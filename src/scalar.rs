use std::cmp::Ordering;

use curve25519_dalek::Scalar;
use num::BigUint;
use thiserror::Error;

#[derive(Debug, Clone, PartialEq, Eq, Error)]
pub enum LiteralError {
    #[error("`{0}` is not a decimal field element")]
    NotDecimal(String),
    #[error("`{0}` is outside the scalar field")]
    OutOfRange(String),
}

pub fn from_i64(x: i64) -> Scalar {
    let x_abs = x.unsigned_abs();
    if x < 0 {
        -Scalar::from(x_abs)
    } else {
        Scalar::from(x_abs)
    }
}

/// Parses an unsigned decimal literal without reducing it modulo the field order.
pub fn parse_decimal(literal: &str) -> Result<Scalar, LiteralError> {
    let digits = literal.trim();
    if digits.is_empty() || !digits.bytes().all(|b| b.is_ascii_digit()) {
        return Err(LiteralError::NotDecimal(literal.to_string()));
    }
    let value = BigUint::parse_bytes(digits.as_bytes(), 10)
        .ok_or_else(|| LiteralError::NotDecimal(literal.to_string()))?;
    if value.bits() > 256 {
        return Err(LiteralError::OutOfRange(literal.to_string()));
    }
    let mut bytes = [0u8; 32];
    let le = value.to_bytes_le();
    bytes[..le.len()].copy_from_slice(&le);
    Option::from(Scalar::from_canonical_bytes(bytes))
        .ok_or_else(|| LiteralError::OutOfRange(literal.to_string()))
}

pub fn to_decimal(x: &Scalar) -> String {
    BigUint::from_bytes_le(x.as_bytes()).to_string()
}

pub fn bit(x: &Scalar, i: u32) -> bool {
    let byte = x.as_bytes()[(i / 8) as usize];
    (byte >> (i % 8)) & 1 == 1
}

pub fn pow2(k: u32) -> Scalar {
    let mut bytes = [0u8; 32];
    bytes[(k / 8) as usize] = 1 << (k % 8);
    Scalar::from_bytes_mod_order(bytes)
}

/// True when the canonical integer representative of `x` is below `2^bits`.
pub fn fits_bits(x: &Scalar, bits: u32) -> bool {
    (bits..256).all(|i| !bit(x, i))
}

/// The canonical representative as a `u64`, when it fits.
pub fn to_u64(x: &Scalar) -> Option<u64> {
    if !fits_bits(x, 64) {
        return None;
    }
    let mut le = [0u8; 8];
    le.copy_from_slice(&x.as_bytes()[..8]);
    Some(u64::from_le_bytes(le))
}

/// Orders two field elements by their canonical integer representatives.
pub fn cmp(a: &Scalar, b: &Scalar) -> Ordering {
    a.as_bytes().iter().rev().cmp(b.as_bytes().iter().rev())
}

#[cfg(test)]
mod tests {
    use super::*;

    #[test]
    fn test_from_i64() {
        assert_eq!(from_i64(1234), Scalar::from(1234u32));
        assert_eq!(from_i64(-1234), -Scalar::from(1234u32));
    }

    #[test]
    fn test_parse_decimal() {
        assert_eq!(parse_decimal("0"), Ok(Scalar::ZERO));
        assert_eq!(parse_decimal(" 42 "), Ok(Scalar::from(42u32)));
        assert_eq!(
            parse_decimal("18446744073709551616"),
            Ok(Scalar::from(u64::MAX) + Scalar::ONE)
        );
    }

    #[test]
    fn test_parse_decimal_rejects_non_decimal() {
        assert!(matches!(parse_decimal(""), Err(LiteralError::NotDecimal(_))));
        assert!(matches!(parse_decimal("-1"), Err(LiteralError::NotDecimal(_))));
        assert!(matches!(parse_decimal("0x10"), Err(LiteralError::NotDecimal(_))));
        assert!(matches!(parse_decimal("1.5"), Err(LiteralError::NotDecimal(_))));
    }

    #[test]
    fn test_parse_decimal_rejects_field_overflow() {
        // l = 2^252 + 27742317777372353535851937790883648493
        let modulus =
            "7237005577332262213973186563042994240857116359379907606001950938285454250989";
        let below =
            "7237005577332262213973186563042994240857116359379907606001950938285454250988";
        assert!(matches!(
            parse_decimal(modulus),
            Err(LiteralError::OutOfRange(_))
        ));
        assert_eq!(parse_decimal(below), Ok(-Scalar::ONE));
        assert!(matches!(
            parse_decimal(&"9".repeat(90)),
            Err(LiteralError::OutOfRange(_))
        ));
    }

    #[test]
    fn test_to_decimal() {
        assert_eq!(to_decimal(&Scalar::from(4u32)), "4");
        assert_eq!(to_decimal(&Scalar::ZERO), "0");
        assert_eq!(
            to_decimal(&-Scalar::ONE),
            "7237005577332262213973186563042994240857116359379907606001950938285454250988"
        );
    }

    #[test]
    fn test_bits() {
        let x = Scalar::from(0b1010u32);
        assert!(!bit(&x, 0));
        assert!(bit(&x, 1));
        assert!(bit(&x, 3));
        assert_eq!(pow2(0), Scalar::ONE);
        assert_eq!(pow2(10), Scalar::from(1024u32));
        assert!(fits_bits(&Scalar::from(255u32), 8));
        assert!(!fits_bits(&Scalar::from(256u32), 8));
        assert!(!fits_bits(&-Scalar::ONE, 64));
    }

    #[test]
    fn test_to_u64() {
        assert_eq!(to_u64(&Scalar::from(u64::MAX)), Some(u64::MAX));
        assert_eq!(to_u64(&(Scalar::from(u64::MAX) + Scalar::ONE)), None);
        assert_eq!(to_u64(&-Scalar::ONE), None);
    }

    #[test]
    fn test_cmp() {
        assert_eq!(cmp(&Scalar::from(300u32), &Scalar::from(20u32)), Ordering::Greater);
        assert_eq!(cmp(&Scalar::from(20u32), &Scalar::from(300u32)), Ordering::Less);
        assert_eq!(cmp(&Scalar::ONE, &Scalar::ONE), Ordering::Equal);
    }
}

****************

■ **WORK TASK**
All of the entries must be quoted exactly; please include each one.

■ **THE COMPLETED TASK**
filename src/scalar.rs
use std::cmp::Ordering;

use curve25519_dalek::Scalar;
use num::BigUint;
use thiserror::Error;

#[derive(Debug, Clone, PartialEq, Eq, Error)]
pub enum LiteralError {
    #[error("`{0}` is not a decimal field element")]
    NotDecimal(String),
    #[error("`{0}` is outside the scalar field")]
    OutOfRange(String),
}

pub fn from_i64(x: i64) -> Scalar {
    let x_abs = x.unsigned_abs();
    if x < 0 {
        -Scalar::from(x_abs)
    } else {
        Scalar::from(x_abs)
    }
}

/// Parses an unsigned decimal literal without reducing it modulo the field order.
pub fn parse_decimal(literal: &str) -> Result<Scalar, LiteralError> {
    let digits = literal.trim();
    if digits.is_empty() || !digits.bytes().all(|b| b.is_ascii_digit()) {
        return Err(LiteralError::NotDecimal(literal.to_string()));
    }
    let value = BigUint::parse_bytes(digits.as_bytes(), 10)
        .ok_or_else(|| LiteralError::NotDecimal(literal.to_string()))?;
    if value.bits() > 256 {
        return Err(LiteralError::OutOfRange(literal.to_string()));
    }
    let mut bytes = [0u8; 32];
    let le = value.to_bytes_le();
    bytes[..le.len()].copy_from_slice(&le);
    Option::from(Scalar::from_canonical_bytes(bytes))
        .ok_or_else(|| LiteralError::OutOfRange(literal.to_string()))
}

pub fn to_decimal(x: &Scalar) -> String {
    BigUint::from_bytes_le(x.as_bytes()).to_string()
}

pub fn bit(x: &Scalar, i: u32) -> bool {
    let byte = x.as_bytes()[(i / 8) as usize];
    (byte >> (i % 8)) & 1 == 1
}

pub fn pow2(k: u32) -> Scalar {
    let mut bytes = [0u8; 32];
    bytes[(k / 8) as usize] = 1 << (k % 8);
    Scalar::from_bytes_mod_order(bytes)
}

/// True when the canonical integer representative of `x` is below `2^bits`.
pub fn fits_bits(x: &Scalar, bits: u32) -> bool {
    (bits..256).all(|i| !bit(x, i))
}

/// The canonical representative as a `u64`, when it fits.
pub fn to_u64(x: &Scalar) -> Option<u64> {
    if !fits_bits(x, 64) {
        return None;
    }
    let mut le = [0u8; 8];
    le.copy_from_slice(&x.as_bytes()[..8]);
    Some(u64::from_le_bytes(le))
}

/// Orders two field elements by their canonical integer representatives.
pub fn cmp(a: &Scalar, b: &Scalar) -> Ordering {
    a.as_bytes().iter().rev().cmp(b.as_bytes().iter().rev())
}

#[cfg(test)]
mod tests {
    use super::*;

    #[test]
    fn test_from_i64() {
        assert_eq!(from_i64(1234), Scalar::from(1234u32));
        assert_eq!(from_i64(-1234), -Scalar::from(1234u32));
    }

    #[test]
    fn test_parse_decimal() {
        assert_eq!(parse_decimal("0"), Ok(Scalar::ZERO));
        assert_eq!(parse_decimal(" 42 "), Ok(Scalar::from(42u32)));
        assert_eq!(
            parse_decimal("18446744073709551616"),
            Ok(Scalar::from(u64::MAX) + Scalar::ONE)
        );
    }

    #[test]
    fn test_parse_decimal_rejects_non_decimal() {
        assert!(matches!(parse_decimal(""), Err(LiteralError::NotDecimal(_))));
        assert!(matches!(parse_decimal("-1"), Err(LiteralError::NotDecimal(_))));
        assert!(matches!(parse_decimal("0x10"), Err(LiteralError::NotDecimal(_))));
        assert!(matches!(parse_decimal("1.5"), Err(LiteralError::NotDecimal(_))));
    }

    #[test]
    fn test_parse_decimal_rejects_field_overflow() {
        // l = 2^252 + 27742317777372353535851937790883648493
        let modulus =
            "7237005577332262213973186563042994240857116359379907606001950938285454250989";
        let below =
            "7237005577332262213973186563042994240857116359379907606001950938285454250988";
        assert!(matches!(
            parse_decimal(modulus),
            Err(LiteralError::OutOfRange(_))
        ));
        assert_eq!(parse_decimal(below), Ok(-Scalar::ONE));
        assert!(matches!(
            parse_decimal(&"9".repeat(90)),
            Err(LiteralError::OutOfRange(_))
        ));
    }

    #[test]
    fn test_to_decimal() {
        assert_eq!(to_decimal(&Scalar::from(4u32)), "4");
        assert_eq!(to_decimal(&Scalar::ZERO), "0");
        assert_eq!(
            to_decimal(&-Scalar::ONE),
            "7237005577332262213973186563042994240857116359379907606001950938285454250988"
        );
    }

    #[test]
    fn test_bits() {
        let x = Scalar::from(0b1010u32);
        assert!(!bit(&x, 0));
        assert!(bit(&x, 1));
        assert!(bit(&x, 3));
        assert_eq!(pow2(0), Scalar::ONE);
        assert_eq!(pow2(10), Scalar::from(1024u32));
        assert!(fits_bits(&Scalar::from(255u32), 8));
        assert!(!fits_bits(&Scalar::from(256u32), 8));
        assert!(!fits_bits(&-Scalar::ONE, 64));
    }

    #[test]
    fn test_to_u64() {
        assert_eq!(to_u64(&Scalar::from(u64::MAX)), Some(u64::MAX));
        assert_eq!(to_u64(&(Scalar::from(u64::MAX) + Scalar::ONE)), None);
        assert_eq!(to_u64(&-Scalar::ONE), None);
    }

    #[test]
    fn test_cmp() {
        assert_eq!(cmp(&Scalar::from(300u32), &Scalar::from(20u32)), Ordering::Greater);
        assert_eq!(cmp(&Scalar::from(20u32), &Scalar::from(300u32)), Ordering::Less);
        assert_eq!(cmp(&Scalar::ONE, &Scalar::ONE), Ordering::Equal);
    }
}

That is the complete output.